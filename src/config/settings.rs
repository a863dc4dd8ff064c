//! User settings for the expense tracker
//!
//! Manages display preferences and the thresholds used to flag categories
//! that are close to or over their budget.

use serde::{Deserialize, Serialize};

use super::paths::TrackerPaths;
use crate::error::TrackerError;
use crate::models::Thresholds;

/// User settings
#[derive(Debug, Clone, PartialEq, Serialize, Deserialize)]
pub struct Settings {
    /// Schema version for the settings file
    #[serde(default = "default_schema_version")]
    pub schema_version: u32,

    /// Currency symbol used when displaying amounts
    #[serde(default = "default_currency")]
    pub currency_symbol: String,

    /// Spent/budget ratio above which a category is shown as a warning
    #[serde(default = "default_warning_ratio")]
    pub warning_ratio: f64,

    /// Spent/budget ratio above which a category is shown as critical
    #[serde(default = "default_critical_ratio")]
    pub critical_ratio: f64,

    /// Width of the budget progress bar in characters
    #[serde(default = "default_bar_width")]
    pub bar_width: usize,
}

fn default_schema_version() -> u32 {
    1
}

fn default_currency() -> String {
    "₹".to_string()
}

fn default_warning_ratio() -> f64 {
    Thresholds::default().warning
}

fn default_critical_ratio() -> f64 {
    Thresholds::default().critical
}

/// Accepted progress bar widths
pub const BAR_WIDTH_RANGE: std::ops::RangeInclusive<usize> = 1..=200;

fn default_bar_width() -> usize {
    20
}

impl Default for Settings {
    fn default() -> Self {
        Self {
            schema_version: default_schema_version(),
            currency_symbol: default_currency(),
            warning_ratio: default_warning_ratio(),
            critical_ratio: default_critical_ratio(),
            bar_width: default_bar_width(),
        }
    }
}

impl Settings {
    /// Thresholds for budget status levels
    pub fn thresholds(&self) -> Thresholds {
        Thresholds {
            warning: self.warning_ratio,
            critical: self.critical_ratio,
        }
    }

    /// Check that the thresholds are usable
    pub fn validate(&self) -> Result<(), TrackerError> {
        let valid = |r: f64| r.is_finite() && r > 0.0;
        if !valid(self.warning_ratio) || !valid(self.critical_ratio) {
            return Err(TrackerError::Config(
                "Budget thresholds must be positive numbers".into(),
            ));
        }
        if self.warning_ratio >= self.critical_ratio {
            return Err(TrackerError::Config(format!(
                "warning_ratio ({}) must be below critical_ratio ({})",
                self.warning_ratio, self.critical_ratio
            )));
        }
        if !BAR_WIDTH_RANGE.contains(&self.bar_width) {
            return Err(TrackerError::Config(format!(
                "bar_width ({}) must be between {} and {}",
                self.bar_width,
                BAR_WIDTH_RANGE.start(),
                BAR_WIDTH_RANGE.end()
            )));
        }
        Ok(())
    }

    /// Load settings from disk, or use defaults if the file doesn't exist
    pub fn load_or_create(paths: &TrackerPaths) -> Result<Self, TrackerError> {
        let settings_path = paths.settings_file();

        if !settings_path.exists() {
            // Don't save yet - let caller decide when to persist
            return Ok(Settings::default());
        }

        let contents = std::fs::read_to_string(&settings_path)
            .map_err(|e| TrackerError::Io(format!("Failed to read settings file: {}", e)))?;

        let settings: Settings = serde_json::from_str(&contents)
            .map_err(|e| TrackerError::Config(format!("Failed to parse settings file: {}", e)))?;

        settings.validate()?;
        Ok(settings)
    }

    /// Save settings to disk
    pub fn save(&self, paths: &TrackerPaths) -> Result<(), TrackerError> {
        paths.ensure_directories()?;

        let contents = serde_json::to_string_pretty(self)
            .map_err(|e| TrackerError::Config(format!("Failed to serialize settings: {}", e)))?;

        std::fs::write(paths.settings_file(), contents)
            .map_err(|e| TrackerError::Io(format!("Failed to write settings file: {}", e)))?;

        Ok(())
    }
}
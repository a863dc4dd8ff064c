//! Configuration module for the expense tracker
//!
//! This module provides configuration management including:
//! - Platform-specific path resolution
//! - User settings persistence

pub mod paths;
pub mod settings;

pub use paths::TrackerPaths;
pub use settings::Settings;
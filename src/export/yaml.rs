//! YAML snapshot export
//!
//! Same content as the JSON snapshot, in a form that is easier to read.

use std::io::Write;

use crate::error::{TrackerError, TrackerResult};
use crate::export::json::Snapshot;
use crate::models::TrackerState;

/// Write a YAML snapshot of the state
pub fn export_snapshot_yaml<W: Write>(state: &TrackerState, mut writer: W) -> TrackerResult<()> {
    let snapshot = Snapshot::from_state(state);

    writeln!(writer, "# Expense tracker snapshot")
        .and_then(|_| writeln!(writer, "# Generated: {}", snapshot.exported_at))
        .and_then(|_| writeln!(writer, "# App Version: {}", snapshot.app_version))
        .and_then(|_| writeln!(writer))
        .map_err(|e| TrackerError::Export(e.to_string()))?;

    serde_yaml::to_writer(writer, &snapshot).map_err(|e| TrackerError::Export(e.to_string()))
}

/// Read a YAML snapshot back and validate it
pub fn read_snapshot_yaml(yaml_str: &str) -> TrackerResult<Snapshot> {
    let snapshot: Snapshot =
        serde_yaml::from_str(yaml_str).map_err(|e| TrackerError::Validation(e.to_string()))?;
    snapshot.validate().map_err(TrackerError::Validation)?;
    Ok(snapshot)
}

### Work item
Match on "paths": copy every line in the records that has it.

### Response area
use super::paths::TrackerPaths;
    pub fn load_or_create(paths: &TrackerPaths) -> Result<Self, TrackerError> {
        let settings_path = paths.settings_file();
    pub fn save(&self, paths: &TrackerPaths) -> Result<(), TrackerError> {
        paths.ensure_directories()?;
        std::fs::write(paths.settings_file(), contents)
pub mod paths;
pub use paths::TrackerPaths;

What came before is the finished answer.